=== Problem requirements ===
Look through the data below and say how many of its lines contain "this", adding nothing else.

[Excerpts from a dataset]
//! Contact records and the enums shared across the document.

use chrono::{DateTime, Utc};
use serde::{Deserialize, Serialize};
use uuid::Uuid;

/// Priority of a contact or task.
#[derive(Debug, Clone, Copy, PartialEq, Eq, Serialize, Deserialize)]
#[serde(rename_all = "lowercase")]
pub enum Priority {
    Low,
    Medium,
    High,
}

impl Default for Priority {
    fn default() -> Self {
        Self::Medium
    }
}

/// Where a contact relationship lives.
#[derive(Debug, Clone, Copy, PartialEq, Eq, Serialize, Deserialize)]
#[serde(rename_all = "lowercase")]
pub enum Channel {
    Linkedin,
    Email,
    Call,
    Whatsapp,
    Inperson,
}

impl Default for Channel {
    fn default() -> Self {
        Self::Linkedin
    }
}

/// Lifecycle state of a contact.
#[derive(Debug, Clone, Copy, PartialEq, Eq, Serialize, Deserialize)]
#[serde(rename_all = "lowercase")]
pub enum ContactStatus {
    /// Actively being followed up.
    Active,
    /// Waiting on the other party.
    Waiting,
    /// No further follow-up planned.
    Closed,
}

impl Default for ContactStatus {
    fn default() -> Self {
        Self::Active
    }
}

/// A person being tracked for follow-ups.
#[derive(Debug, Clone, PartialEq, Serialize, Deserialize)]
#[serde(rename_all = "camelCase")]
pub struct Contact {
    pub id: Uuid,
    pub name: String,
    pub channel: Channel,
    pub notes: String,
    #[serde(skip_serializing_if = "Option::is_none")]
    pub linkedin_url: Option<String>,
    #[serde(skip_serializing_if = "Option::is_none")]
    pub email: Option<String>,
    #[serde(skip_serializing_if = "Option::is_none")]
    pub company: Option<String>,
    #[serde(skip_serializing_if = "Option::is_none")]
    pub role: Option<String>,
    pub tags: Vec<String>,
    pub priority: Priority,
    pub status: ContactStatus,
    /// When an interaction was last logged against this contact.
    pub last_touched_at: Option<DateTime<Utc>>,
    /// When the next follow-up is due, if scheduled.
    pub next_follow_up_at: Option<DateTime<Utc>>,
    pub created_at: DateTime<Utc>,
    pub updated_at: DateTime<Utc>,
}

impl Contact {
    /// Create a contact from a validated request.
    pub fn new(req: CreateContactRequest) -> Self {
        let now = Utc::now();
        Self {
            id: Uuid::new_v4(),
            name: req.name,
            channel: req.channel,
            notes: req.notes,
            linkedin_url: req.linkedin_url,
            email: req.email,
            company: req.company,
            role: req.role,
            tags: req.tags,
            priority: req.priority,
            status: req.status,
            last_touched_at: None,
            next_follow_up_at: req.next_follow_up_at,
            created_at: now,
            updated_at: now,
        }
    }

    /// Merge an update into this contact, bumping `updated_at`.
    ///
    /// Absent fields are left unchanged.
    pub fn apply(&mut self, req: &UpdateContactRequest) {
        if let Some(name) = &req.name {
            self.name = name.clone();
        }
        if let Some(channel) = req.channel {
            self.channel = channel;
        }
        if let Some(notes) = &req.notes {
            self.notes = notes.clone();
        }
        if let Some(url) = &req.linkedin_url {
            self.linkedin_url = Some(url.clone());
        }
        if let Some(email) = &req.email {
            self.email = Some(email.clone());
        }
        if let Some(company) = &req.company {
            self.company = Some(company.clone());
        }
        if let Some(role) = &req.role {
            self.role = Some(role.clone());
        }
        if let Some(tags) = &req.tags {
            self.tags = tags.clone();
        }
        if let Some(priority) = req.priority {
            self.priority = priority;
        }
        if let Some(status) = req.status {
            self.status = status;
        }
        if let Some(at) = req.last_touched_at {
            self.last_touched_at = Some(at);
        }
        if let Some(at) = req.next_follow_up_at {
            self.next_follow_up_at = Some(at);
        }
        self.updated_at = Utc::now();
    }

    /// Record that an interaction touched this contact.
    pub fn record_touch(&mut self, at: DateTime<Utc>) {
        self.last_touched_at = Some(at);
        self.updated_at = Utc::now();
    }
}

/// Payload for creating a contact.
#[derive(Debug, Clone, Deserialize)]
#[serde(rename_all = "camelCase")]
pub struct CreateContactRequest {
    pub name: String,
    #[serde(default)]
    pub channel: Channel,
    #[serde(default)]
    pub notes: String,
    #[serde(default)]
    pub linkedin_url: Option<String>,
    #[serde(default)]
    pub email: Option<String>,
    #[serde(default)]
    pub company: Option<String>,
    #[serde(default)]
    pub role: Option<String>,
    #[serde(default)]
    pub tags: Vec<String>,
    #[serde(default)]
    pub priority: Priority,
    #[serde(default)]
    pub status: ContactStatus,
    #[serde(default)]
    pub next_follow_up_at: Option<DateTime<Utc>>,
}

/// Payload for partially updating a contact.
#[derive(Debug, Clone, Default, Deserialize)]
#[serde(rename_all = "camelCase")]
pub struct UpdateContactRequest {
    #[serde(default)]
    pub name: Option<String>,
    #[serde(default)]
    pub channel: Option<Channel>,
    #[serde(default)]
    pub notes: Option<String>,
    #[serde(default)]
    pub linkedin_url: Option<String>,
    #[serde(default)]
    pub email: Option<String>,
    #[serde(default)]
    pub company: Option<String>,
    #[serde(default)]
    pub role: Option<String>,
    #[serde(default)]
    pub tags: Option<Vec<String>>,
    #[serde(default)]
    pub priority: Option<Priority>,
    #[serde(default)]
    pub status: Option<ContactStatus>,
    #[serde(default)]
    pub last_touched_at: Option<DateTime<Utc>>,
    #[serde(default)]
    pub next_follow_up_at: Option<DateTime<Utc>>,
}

=== Response to the task ===
3